[Saved data entries]
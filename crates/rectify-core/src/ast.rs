//! AST data model shared by parsers, rules and the traversal engine.
//!
//! Trees are produced by an external parser, rewritten by the engine and
//! handed to an external printer. The model is deliberately generic:
//!
//! - Every node has a stable [`NodeId`], a [`NodeKind`] tag, an optional
//!   scalar `value` (identifier or literal text), ordered child slots and an
//!   attribute bag for analysis metadata.
//! - The set of kinds is closed. Each kind declares a static slot schema
//!   ([`SlotSchema`]) that says which kinds a slot accepts and how many
//!   children it may hold. The schema is what the engine checks replacements
//!   against.
//!
//! # Identity
//!
//! `NodeId(0)` means "unassigned". Parsers number nodes in pre-order starting
//! at 1; the engine numbers freshly built replacement nodes from the largest
//! id in the tree upwards. Assigned ids are never changed.

use std::collections::BTreeMap;
use std::fmt;

use serde::{Deserialize, Serialize};
use thiserror::Error;

/// Opaque analysis metadata attached to a node (e.g. `scope`, `resolved_type`).
pub type Attributes = BTreeMap<String, serde_json::Value>;

// ============================================================================
// Node Identity
// ============================================================================

/// Stable identity of a node within one source unit.
#[derive(
    Debug, Clone, Copy, Default, PartialEq, Eq, PartialOrd, Ord, Hash, Serialize, Deserialize,
)]
#[serde(transparent)]
pub struct NodeId(pub u64);

impl NodeId {
    /// Identity of a node that has not been numbered yet.
    pub const UNASSIGNED: NodeId = NodeId(0);

    /// Whether this id has been assigned by a parser or the engine.
    pub fn is_assigned(self) -> bool {
        self.0 != 0
    }
}

impl fmt::Display for NodeId {
    fn fmt(&self, f: &mut fmt::Formatter<'_>) -> fmt::Result {
        write!(f, "#{}", self.0)
    }
}
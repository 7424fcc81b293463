//! Batch runner: process many independent source units on a worker pool.
//!
//! Each unit is loaded (parse, then resolve), validated against the slot
//! schemas and run to a fixpoint. Units share nothing but the read-only
//! [`RuleRegistry`], so they are spread over a `rayon` pool. Within one unit
//! everything is sequential.
//!
//! Failure isolation:
//!
//! - A [`SyntaxError`] (or a parser output that does not match the schemas)
//!   fails only its own unit.
//! - An [`EngineError`] raised while rewriting aborts the whole batch; it
//!   means a rule is broken, not the input.

use rayon::prelude::*;
use serde::Serialize;
use tracing::{error, info};

use crate::ast::Node;
use crate::changelog::Changelog;
use crate::collab::Frontend;
use crate::config::EngineOptions;
use crate::error::{EngineError, SyntaxError};
use crate::fixpoint::{self, Convergence};
use crate::registry::RuleRegistry;

// ============================================================================
// Types
// ============================================================================

/// One source unit to process.
#[derive(Debug, Clone, PartialEq, Eq)]
pub struct SourceUnit {
    /// Caller-chosen identifier (usually a path).
    pub id: String,
    /// Source text handed to the parser.
    pub text: String,
}

impl SourceUnit {
    pub fn new(id: impl Into<String>, text: impl Into<String>) -> Self {
        SourceUnit {
            id: id.into(),
            text: text.into(),
        }
    }
}

/// Outcome category of a unit. When several apply, the strongest wins:
/// failed, then non-converged, then changed.
#[derive(Debug, Clone, Copy, PartialEq, Eq, Serialize)]
#[serde(rename_all = "snake_case")]
pub enum UnitStatus {
    Unchanged,
    Changed,
    NonConverged,
    Failed,
}

impl UnitStatus {
    pub fn as_str(&self) -> &'static str {
        match self {
            UnitStatus::Unchanged => "unchanged",
            UnitStatus::Changed => "changed",
            UnitStatus::NonConverged => "non_converged",
            UnitStatus::Failed => "failed",
        }
    }
}

/// A unit that was parsed and run to (or towards) a fixpoint.
#[derive(Debug, Clone)]
pub struct UnitRun {
    /// Tree as loaded, before any rule ran.
    pub original: Node,
    /// Tree after the last pass.
    pub root: Node,
    pub changelog: Changelog,
    pub passes: usize,
    pub convergence: Convergence,
}

/// What happened to one unit.
#[derive(Debug, Clone)]
pub struct UnitOutcome {
    pub unit: String,
    pub result: Result<UnitRun, SyntaxError>,
}

impl UnitOutcome {
    pub fn status(&self) -> UnitStatus {
        match &self.result {
            Err(_) => UnitStatus::Failed,
            Ok(run) if !run.convergence.is_converged() => UnitStatus::NonConverged,
            Ok(run) if !run.changelog.is_empty() => UnitStatus::Changed,
            Ok(_) => UnitStatus::Unchanged,
        }
    }

    /// The run, if the unit loaded.
    pub fn run(&self) -> Option<&UnitRun> {
        self.result.as_ref().ok()
    }

    /// The captured error, if the unit failed.
    pub fn error(&self) -> Option<&SyntaxError> {
        self.result.as_ref().err()
    }
}

/// Per-status unit counts. Every unit is counted exactly once.
#[derive(Debug, Clone, Copy, Default, PartialEq, Eq, Serialize)]
pub struct BatchSummary {
    pub changed: usize,
    pub unchanged: usize,
    pub failed: usize,
    pub non_converged: usize,
}

impl BatchSummary {
    fn count(&mut self, status: UnitStatus) {
        match status {
            UnitStatus::Unchanged => self.unchanged += 1,
            UnitStatus::Changed => self.changed += 1,
            UnitStatus::NonConverged => self.non_converged += 1,
            UnitStatus::Failed => self.failed += 1,
        }
    }

    pub fn total(&self) -> usize {
        self.changed + self.unchanged + self.failed + self.non_converged
    }
}

/// Result of [`run_batch`]: per-unit outcomes in input order plus counts.
#[derive(Debug, Clone, Default)]
pub struct BatchReport {
    pub units: Vec<UnitOutcome>,
    pub summary: BatchSummary,
}

impl BatchReport {
    fn from_outcomes(units: Vec<UnitOutcome>) -> Self {
        let mut summary = BatchSummary::default();
        for unit in &units {
            summary.count(unit.status());
        }
        BatchReport { units, summary }
    }

    /// Failed units with their captured errors.
    pub fn failures(&self) -> impl Iterator<Item = (&str, &SyntaxError)> {
        self.units
            .iter()
            .filter_map(|unit| unit.error().map(|err| (unit.unit.as_str(), err)))
    }

    /// Outcome of a unit by id.
    pub fn get(&self, unit: &str) -> Option<&UnitOutcome> {
        self.units.iter().find(|outcome| outcome.unit == unit)
    }
}

// ============================================================================
// Running
// ============================================================================

/// Process `units` on a worker pool of `options.workers` threads.
///
/// Outcomes come back in input order regardless of scheduling.
pub fn run_batch(
    frontend: &Frontend<'_>,
    units: &[SourceUnit],
    registry: &RuleRegistry,
    options: &EngineOptions,
) -> Result<BatchReport, EngineError> {
    options.validate()?;

    let pool = rayon::ThreadPoolBuilder::new()
        .num_threads(options.workers)
        .build()
        .map_err(|e| EngineError::WorkerPool(e.to_string()))?;

    let outcomes = pool.install(|| {
        units
            .par_iter()
            .map(|unit| process_unit(frontend, unit, registry, options))
            .collect::<Result<Vec<_>, _>>()
    })?;

    let report = BatchReport::from_outcomes(outcomes);
    info!(
        units = report.units.len(),
        changed = report.summary.changed,
        unchanged = report.summary.unchanged,
        failed = report.summary.failed,
        non_converged = report.summary.non_converged,
        "batch finished"
    );
    Ok(report)
}

/// Process a single unit on the current thread.
pub fn process_unit(
    frontend: &Frontend<'_>,
    unit: &SourceUnit,
    registry: &RuleRegistry,
    options: &EngineOptions,
) -> Result<UnitOutcome, EngineError> {
    let original = match load(frontend, unit) {
        Ok(root) => root,
        Err(err) => {
            error!(unit = %unit.id, error = %err, "unit failed");
            return Ok(UnitOutcome {
                unit: unit.id.clone(),
                result: Err(err),
            });
        }
    };

    let outcome = fixpoint::run(original.clone(), registry, options)?;
    let run = UnitRun {
        original,
        root: outcome.root,
        changelog: outcome.changelog,
        passes: outcome.passes,
        convergence: outcome.convergence,
    };
    let outcome = UnitOutcome {
        unit: unit.id.clone(),
        result: Ok(run),
    };
    info!(
        unit = %unit.id,
        status = outcome.status().as_str(),
        changes = outcome.run().map_or(0, |run| run.changelog.len()),
        "unit processed"
    );
    Ok(outcome)
}

fn load(frontend: &Frontend<'_>, unit: &SourceUnit) -> Result<Node, SyntaxError> {
    let root = frontend
        .load(&unit.text)
        .map_err(|err| err.in_unit(&unit.id))?;
    root.validate().map_err(|violation| {
        SyntaxError::new(
            format!("parser produced a malformed tree: {}", violation),
            root.line.unwrap_or(1) as usize,
            1,
        )
        .in_unit(&unit.id)
    })?;
    Ok(root)
}

// ============================================================================
// Tests
// ============================================================================
//! Add interfaces to classes based on their parent class.

use std::collections::BTreeMap;

use rectify_core::ast::{Node, NodeKind};
use rectify_core::error::EngineError;
use rectify_core::rule::{CodeSample, Configuration, Rewrite, Rule, RuleDefinition};

use crate::builders::{self, SCOPE};

pub const NAME: &str = "Rector\\Transform\\Rector\\Class_\\AddInterfaceByParentRector";

/// Configured with a `parent class => interface` map; every class whose
/// parent matches a key gets the interface appended to its `implements`
/// list unless it already implements it.
#[derive(Debug, Clone)]
pub struct AddInterfaceByParent {
    configuration: Configuration,
    interface_by_parent: BTreeMap<String, String>,
}

impl AddInterfaceByParent {
    pub fn new(configuration: Configuration) -> Result<Self, EngineError> {
        let interface_by_parent = configuration.string_map().map_err(|key| {
            EngineError::invalid_configuration(
                NAME,
                format!("option '{}' must map a parent class to an interface name", key),
            )
        })?;
        Ok(AddInterfaceByParent {
            configuration,
            interface_by_parent,
        })
    }

    /// Parent from the resolved scope, or the syntactic `extends` clause.
    fn parent_of(class: &Node) -> Option<&str> {
        let resolved = class
            .attr(SCOPE)
            .and_then(|scope| scope.get("parent_class"))
            .and_then(|parent| parent.as_str());
        resolved
            .or_else(|| class.child("extends").and_then(Node::value))
            .map(normalize)
    }
}

/// PHP class names are case-insensitive and may be fully qualified.
fn same_class(a: &str, b: &str) -> bool {
    normalize(a).eq_ignore_ascii_case(normalize(b))
}

fn normalize(name: &str) -> &str {
    name.trim_start_matches('\\')
}

impl Rule for AddInterfaceByParent {
    fn name(&self) -> &str {
        NAME
    }

    fn node_kinds(&self) -> &[NodeKind] {
        &[NodeKind::ClassDecl]
    }

    fn definition(&self) -> RuleDefinition {
        RuleDefinition::new(
            "Add interface by parent",
            vec![CodeSample::configured(
                "class SomeClass extends SomeParent\n{\n\n}",
                "class SomeClass extends SomeParent implements SomeInterface\n{\n\n}",
                Configuration::new().with("SomeParent", "SomeInterface"),
            )],
        )
    }

    fn configuration(&self) -> Option<&Configuration> {
        Some(&self.configuration)
    }

    fn try_rewrite(&self, node: &Node) -> Rewrite {
        let Some(parent) = Self::parent_of(node) else {
            return Rewrite::Unchanged;
        };

        let mut class = node.clone();
        let mut changed = false;
        for (parent_name, interface) in &self.interface_by_parent {
            if !same_class(parent_name, parent) {
                continue;
            }
            let already = class
                .children("implements")
                .iter()
                .filter_map(Node::value)
                .any(|name| same_class(name, interface));
            if already {
                continue;
            }
            class.push_child("implements", builders::name(interface));
            changed = true;
        }

        if changed {
            Rewrite::Replace(class)
        } else {
            Rewrite::Unchanged
        }
    }
}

Required action » The lines above from the one containing "pub fn total(&self)" through the one containing "pub fn get(&self, unit: &str)" are to be set down exactly, and no others.

Exercise result »
    pub fn total(&self) -> usize {
        self.changed + self.unchanged + self.failed + self.non_converged
    }
}

/// Result of [`run_batch`]: per-unit outcomes in input order plus counts.
#[derive(Debug, Clone, Default)]
pub struct BatchReport {
    pub units: Vec<UnitOutcome>,
    pub summary: BatchSummary,
}

impl BatchReport {
    fn from_outcomes(units: Vec<UnitOutcome>) -> Self {
        let mut summary = BatchSummary::default();
        for unit in &units {
            summary.count(unit.status());
        }
        BatchReport { units, summary }
    }

    /// Failed units with their captured errors.
    pub fn failures(&self) -> impl Iterator<Item = (&str, &SyntaxError)> {
        self.units
            .iter()
            .filter_map(|unit| unit.error().map(|err| (unit.unit.as_str(), err)))
    }

    /// Outcome of a unit by id.
    pub fn get(&self, unit: &str) -> Option<&UnitOutcome> {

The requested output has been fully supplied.